* **About this task**:
What lines of the data below include the word "ServiceConfig"? Report them by copying each.

* **Source data**:
- Opening Delimiter -

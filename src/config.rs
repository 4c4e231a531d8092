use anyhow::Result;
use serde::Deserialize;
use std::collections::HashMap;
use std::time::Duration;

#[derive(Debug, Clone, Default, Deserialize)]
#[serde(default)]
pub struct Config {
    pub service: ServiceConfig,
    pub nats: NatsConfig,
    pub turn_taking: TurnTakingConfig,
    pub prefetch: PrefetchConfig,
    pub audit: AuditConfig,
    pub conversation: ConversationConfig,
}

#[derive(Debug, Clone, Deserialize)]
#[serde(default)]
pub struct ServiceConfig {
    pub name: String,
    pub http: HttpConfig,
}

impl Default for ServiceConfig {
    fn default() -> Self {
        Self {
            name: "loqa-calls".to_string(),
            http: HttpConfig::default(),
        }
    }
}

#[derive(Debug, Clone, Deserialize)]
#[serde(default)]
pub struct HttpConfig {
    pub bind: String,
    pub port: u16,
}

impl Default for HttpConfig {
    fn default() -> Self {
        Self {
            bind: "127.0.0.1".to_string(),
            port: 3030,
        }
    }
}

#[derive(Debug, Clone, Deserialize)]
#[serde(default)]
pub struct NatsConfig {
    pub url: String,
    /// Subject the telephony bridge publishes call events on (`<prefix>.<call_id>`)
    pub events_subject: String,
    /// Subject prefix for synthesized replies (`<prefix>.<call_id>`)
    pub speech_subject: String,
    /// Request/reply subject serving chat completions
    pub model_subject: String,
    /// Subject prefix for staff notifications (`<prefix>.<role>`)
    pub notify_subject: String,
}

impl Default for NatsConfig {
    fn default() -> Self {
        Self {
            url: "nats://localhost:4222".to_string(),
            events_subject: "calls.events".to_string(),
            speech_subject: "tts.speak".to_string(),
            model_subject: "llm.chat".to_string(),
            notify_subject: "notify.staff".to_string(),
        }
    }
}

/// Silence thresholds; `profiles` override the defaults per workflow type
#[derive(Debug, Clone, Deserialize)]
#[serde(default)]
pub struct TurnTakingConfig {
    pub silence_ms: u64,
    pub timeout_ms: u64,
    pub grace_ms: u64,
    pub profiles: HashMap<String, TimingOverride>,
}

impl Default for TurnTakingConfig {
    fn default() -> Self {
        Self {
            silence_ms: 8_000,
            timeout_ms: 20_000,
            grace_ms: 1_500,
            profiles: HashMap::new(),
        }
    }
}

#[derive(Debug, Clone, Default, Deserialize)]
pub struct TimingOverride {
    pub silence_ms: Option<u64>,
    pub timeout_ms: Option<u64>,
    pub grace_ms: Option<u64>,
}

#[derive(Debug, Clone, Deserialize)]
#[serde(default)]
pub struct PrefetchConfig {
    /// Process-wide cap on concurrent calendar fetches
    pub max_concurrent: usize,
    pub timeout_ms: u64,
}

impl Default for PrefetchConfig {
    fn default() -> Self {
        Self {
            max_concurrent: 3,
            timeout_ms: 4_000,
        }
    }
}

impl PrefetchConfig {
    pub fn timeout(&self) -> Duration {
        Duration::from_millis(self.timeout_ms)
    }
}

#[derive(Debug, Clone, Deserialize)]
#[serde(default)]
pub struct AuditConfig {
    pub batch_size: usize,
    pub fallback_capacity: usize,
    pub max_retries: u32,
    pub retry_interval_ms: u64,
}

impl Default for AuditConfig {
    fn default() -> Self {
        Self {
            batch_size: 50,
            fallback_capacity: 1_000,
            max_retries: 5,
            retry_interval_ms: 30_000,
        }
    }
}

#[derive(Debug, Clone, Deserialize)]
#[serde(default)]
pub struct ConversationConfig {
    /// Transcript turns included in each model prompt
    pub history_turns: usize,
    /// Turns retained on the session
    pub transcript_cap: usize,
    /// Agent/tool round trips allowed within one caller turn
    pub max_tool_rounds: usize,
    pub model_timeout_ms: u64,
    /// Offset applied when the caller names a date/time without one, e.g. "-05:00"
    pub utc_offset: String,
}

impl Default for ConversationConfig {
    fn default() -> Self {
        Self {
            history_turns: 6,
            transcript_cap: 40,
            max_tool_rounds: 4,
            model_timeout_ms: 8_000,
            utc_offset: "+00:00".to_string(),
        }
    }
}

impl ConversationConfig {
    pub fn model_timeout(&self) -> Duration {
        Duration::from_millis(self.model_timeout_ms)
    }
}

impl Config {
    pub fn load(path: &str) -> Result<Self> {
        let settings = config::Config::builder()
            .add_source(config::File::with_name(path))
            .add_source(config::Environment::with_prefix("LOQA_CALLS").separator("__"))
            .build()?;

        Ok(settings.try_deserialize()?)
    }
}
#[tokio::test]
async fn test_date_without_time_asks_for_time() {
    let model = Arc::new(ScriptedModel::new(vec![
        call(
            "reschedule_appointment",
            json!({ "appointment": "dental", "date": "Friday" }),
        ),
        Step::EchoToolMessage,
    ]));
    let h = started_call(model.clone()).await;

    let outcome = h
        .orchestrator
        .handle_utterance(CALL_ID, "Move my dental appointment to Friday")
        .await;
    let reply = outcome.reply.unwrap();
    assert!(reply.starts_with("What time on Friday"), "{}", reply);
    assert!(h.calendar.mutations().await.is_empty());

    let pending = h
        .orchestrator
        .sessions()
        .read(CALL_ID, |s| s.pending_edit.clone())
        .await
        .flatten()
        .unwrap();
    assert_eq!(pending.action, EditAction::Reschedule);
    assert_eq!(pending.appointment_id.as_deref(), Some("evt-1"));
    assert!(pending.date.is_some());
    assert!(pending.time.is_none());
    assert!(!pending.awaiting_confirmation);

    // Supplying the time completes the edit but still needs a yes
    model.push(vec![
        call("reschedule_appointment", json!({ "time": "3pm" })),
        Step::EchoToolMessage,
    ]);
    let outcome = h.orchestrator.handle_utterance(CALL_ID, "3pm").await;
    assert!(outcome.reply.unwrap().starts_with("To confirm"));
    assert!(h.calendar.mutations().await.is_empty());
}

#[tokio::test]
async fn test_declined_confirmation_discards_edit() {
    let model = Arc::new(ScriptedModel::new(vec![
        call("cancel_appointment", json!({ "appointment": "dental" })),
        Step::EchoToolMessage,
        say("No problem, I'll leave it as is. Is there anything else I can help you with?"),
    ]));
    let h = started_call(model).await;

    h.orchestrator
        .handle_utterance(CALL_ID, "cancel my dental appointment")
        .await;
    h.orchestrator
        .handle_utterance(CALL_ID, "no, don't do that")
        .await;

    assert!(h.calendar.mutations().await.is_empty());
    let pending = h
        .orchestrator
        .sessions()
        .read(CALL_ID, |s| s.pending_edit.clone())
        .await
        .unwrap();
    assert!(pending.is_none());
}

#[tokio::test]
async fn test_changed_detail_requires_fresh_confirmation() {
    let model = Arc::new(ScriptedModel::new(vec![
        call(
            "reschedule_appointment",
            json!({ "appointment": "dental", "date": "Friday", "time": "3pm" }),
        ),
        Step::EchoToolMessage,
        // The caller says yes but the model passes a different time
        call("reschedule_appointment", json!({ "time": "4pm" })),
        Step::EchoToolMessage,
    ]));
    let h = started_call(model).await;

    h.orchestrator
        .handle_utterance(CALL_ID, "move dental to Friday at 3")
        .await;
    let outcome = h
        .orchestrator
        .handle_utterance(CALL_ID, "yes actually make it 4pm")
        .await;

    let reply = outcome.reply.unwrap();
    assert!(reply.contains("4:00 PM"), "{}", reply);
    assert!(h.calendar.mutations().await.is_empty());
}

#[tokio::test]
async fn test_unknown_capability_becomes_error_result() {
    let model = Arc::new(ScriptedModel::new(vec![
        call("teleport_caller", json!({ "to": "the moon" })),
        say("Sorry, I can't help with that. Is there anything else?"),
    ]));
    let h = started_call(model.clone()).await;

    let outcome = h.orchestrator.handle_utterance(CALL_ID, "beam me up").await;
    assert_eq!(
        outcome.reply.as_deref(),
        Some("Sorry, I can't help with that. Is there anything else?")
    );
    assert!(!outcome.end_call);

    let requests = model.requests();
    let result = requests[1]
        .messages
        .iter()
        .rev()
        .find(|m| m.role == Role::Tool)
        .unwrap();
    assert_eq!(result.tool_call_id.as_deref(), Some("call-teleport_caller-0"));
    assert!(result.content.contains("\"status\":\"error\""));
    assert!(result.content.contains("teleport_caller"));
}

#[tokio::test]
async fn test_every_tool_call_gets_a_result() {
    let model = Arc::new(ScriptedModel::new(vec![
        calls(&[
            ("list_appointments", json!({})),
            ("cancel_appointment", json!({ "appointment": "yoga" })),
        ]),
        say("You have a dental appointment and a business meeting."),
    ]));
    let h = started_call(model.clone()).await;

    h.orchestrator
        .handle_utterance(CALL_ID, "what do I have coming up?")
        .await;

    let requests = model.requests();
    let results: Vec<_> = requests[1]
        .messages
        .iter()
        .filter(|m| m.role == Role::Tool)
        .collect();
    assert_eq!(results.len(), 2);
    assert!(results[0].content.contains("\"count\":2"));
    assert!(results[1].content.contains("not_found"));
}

- Closing Delimiter -

* **Answer area**:
    pub service: ServiceConfig,
pub struct ServiceConfig {
impl Default for ServiceConfig {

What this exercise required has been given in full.